» **What you need to do**: Identify each line below that contains the word "source", and copy it out.

» **Supplied records**:

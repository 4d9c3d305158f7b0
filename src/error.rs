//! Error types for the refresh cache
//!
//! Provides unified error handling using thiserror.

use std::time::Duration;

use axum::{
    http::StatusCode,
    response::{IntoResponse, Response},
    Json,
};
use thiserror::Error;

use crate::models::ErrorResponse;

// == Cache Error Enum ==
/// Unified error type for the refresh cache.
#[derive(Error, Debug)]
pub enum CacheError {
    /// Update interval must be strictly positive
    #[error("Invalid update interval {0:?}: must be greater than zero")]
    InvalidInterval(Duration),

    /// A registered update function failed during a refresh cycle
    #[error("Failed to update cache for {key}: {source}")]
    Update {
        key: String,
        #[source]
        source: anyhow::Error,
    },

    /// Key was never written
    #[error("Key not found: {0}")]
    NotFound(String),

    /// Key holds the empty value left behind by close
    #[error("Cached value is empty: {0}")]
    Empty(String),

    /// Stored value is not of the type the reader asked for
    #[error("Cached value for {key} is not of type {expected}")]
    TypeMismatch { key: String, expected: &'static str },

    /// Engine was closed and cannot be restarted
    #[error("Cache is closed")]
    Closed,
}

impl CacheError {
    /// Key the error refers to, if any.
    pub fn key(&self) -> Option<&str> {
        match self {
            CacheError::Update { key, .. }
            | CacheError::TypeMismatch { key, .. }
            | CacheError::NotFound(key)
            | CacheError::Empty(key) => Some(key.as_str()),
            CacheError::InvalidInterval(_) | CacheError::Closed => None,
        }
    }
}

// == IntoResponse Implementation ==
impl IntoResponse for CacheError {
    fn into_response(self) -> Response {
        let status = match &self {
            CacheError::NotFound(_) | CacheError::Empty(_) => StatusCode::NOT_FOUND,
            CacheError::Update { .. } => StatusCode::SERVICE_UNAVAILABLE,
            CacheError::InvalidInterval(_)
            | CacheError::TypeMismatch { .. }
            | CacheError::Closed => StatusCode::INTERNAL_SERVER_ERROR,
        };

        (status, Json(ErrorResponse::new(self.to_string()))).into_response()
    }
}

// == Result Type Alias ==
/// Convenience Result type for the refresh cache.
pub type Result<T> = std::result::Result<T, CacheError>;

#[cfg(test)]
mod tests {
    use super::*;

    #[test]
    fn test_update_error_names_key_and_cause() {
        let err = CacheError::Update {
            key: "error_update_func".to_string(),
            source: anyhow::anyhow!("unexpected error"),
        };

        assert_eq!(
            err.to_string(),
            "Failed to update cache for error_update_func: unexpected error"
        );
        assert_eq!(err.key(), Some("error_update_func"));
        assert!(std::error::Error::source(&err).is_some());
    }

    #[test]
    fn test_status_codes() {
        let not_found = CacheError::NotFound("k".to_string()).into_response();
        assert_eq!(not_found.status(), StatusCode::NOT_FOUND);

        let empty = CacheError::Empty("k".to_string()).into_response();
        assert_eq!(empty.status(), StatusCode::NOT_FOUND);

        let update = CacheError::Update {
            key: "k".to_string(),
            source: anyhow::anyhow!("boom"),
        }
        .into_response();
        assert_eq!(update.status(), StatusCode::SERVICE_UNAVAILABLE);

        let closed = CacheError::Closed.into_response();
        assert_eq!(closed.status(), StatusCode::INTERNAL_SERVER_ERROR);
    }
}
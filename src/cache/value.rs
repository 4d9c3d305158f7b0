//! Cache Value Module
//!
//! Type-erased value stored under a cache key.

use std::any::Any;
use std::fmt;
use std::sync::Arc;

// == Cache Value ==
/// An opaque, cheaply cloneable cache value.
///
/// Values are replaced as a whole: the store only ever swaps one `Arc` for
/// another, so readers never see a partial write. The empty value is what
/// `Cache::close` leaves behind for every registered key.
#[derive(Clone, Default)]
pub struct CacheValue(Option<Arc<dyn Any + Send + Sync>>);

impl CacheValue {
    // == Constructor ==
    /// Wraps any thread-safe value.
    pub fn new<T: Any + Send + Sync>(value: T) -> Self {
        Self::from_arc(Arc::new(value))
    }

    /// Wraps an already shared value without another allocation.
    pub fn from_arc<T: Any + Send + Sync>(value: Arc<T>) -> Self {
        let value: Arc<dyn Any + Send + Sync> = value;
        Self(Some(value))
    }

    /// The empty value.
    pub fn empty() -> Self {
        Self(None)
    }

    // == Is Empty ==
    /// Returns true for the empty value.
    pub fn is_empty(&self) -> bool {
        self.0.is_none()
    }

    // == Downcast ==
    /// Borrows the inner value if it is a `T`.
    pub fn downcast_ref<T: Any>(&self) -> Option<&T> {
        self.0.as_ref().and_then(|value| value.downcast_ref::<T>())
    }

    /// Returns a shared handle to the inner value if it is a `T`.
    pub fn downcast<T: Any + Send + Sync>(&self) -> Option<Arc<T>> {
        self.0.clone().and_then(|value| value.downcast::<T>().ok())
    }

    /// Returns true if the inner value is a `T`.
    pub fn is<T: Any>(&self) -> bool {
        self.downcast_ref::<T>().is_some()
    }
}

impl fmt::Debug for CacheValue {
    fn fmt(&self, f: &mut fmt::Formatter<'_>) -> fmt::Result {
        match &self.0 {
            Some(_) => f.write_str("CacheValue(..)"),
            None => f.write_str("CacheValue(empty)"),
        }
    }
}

» **Completed exercise**:
    #[error("Failed to update cache for {key}: {source}")]
        #[source]
        source: anyhow::Error,
            source: anyhow::anyhow!("unexpected error"),
        assert!(std::error::Error::source(&err).is_some());
            source: anyhow::anyhow!("boom"),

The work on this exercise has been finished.